We investigate Bayesian methods for optimal decoding of noisy or incompletely-observed spike trains. Information about neural identity or temporal resolution may be lost during spike detection and sorting, or spike times measured near the soma may be corrupted with noise due to stochastic membrane channel effects in the axon. We focus on neural encoding models in which the (discrete) neural state evolves according to stimulus-dependent Markovian dynamics. Such models are sufficiently flexible that we may incorporate realistic stimulus encoding and spiking dynamics, but nonetheless permit exact computation via efficient hidden Markov model forward-backward methods. We analyze two types of signal degradation. First, we quantify the information lost due to jitter or downsampling in the spike-times. Second, we quantify the information lost when knowledge of the identities of different spiking neurons is corrupted.

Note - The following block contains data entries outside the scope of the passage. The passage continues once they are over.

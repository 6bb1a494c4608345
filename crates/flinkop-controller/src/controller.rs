//! Entry point tying the lifecycle components together
//!
//! The outer reconcile loop drives an application through one
//! [`FlinkController`]; it owns no state of its own beyond shared handles.

use std::sync::Arc;

use kube::Client;

use flinkop_client::{FlinkJob, JobManagerClient, SavepointStatus};
use flinkop_common::crd::FlinkApplication;
use flinkop_common::{ControllerConfig, Result};

use crate::cluster::ClusterController;
use crate::deployments::{DeploymentComparator, DeploymentSet};
use crate::job::{self, JobController};
use crate::k8s::{K8sCluster, KubeCluster};
use crate::status::StatusReconciler;

/// Reconciliation core for `FlinkApplication`s
pub struct FlinkController {
    deployments: DeploymentComparator,
    cluster: ClusterController,
    jobs: JobController,
    status: StatusReconciler,
}

impl FlinkController {
    /// Create a controller over a live cluster
    pub fn new(
        client: Client,
        job_manager: Arc<dyn JobManagerClient>,
        config: Arc<ControllerConfig>,
    ) -> Self {
        let k8s = Arc::new(KubeCluster::new(client, config.field_manager.clone()));
        Self::from_parts(k8s, job_manager, config)
    }

    /// Create a controller from its collaborators
    pub fn from_parts(
        k8s: Arc<dyn K8sCluster>,
        job_manager: Arc<dyn JobManagerClient>,
        config: Arc<ControllerConfig>,
    ) -> Self {
        Self {
            deployments: DeploymentComparator::new(k8s.clone()),
            cluster: ClusterController::new(k8s, job_manager.clone(), config.clone()),
            jobs: JobController::new(job_manager.clone(), config.clone()),
            status: StatusReconciler::new(job_manager, config),
        }
    }

    // =========================================================================
    // Deployments
    // =========================================================================

    /// See [`DeploymentComparator::get_current_and_stale_deployments`]
    pub async fn get_current_and_stale_deployments(
        &self,
        app: &FlinkApplication,
    ) -> Result<(Option<DeploymentSet>, Vec<DeploymentSet>)> {
        self.deployments.get_current_and_stale_deployments(app).await
    }

    // =========================================================================
    // Cluster
    // =========================================================================

    /// See [`ClusterController::create_cluster`]
    pub async fn create_cluster(&self, app: &FlinkApplication) -> Result<()> {
        self.cluster.create_cluster(app).await
    }

    /// See [`ClusterController::is_cluster_ready`]
    pub async fn is_cluster_ready(&self, app: &FlinkApplication) -> Result<bool> {
        self.cluster.is_cluster_ready(app).await
    }

    /// See [`ClusterController::delete_cluster`]
    pub async fn delete_cluster(&self, app: &FlinkApplication, hash: &str) -> Result<()> {
        self.cluster.delete_cluster(app, hash).await
    }

    /// See [`ClusterController::is_service_ready`]
    pub async fn is_service_ready(&self, app: &FlinkApplication, hash: &str) -> Result<bool> {
        self.cluster.is_service_ready(app, hash).await
    }

    // =========================================================================
    // Jobs
    // =========================================================================

    /// Submit the job described by the app's spec to revision `hash`
    pub async fn start_flink_job(&self, app: &FlinkApplication, hash: &str) -> Result<String> {
        let spec = &app.spec;
        self.jobs
            .start_flink_job(
                app,
                hash,
                &spec.jar_name,
                spec.parallelism,
                spec.entry_class.as_deref(),
                spec.program_args.as_deref(),
            )
            .await
    }

    /// See [`job::get_active_job`]
    pub fn get_active_job(&self, jobs: &[FlinkJob]) -> Result<Option<FlinkJob>> {
        job::get_active_job(jobs)
    }

    /// See [`JobController::get_jobs_for_application`]
    pub async fn get_jobs_for_application(
        &self,
        app: &FlinkApplication,
        hash: &str,
    ) -> Result<Vec<FlinkJob>> {
        self.jobs.get_jobs_for_application(app, hash).await
    }

    /// See [`JobController::cancel_with_savepoint`]
    pub async fn cancel_with_savepoint(&self, app: &FlinkApplication, hash: &str) -> Result<String> {
        self.jobs.cancel_with_savepoint(app, hash).await
    }

    /// See [`JobController::force_cancel`]
    pub async fn force_cancel(&self, app: &FlinkApplication, hash: &str) -> Result<()> {
        self.jobs.force_cancel(app, hash).await
    }

    /// See [`JobController::get_savepoint_status`]
    pub async fn get_savepoint_status(
        &self,
        app: &FlinkApplication,
        hash: &str,
    ) -> Result<SavepointStatus> {
        self.jobs.get_savepoint_status(app, hash).await
    }

    /// See [`JobController::find_externalized_checkpoint`]
    pub async fn find_externalized_checkpoint(
        &self,
        app: &FlinkApplication,
        hash: &str,
    ) -> Result<Option<String>> {
        self.jobs.find_externalized_checkpoint(app, hash).await
    }

    // =========================================================================
    // Status
    // =========================================================================

    /// See [`StatusReconciler::compare_and_update_cluster_status`]
    pub async fn compare_and_update_cluster_status(
        &self,
        app: &mut FlinkApplication,
        hash: &str,
    ) -> Result<bool> {
        self.status.compare_and_update_cluster_status(app, hash).await
    }

    /// See [`StatusReconciler::compare_and_update_job_status`]
    pub async fn compare_and_update_job_status(
        &self,
        app: &mut FlinkApplication,
        hash: &str,
    ) -> Result<bool> {
        self.status.compare_and_update_job_status(app, hash).await
    }

    /// See [`StatusReconciler::update_status`]
    pub async fn update_status(&self, app: &mut FlinkApplication, hash: &str) -> Result<bool> {
        self.status.update_status(app, hash).await
    }
}
//! Common types for flinkop: CRDs, errors, hashing and configuration

#![deny(missing_docs)]

pub mod config;
pub mod crd;
pub mod error;
pub mod hash;
pub mod telemetry;

pub use config::ControllerConfig;
pub use error::Error;
pub use hash::{deterministic_hash, hash_for_application};

/// Result type alias using our custom Error type
pub type Result<T> = std::result::Result<T, Error>;

/// Label holding the owning application's name
pub const FLINK_APP_LABEL: &str = "flink-app";

/// Label holding the spec hash a resource was built from
pub const FLINK_APP_HASH_LABEL: &str = "flink-app-hash";

/// Label distinguishing job-manager from task-manager Deployments
pub const FLINK_DEPLOYMENT_TYPE_LABEL: &str = "flink-deployment-type";

/// `flink-deployment-type` value for job-manager Deployments
pub const JOBMANAGER_DEPLOYMENT_TYPE: &str = "jobmanager";

/// `flink-deployment-type` value for task-manager Deployments
pub const TASKMANAGER_DEPLOYMENT_TYPE: &str = "taskmanager";

/// Annotation carrying the job-level settings a cluster was built for
pub const FLINK_JOB_PROPERTIES_ANNOTATION: &str = "flink-job-properties";

/// Standard Kubernetes managed-by label key
pub const MANAGED_BY_LABEL: &str = "app.kubernetes.io/managed-by";

/// Value written to the managed-by label
pub const MANAGED_BY_VALUE: &str = "flinkop";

In each case the methods introduced here make it possible to quantify the dependence of the information loss on biophysical parameters such as firing rate, spike jitter amplitude, spike observation noise, etc. In particular, decoders that model the probability distribution of spike-neuron assignments significantly outperform decoders that use only the most likely spike assignments, and are ignorant of the posterior spike assignment uncertainty.

Notes

Notes

[1] Note that the refractory period here is relative. Markov models that impose an absolute refractory period are easy to imagine. Indeed, similar models have been considered that include an absolute refractory period via some number of additional refractory states that the neuron passes through deterministically (e.g., (Herbst et al. Citation2008; Haslinger et al. Citation2010)). Our methods apply to such models as well.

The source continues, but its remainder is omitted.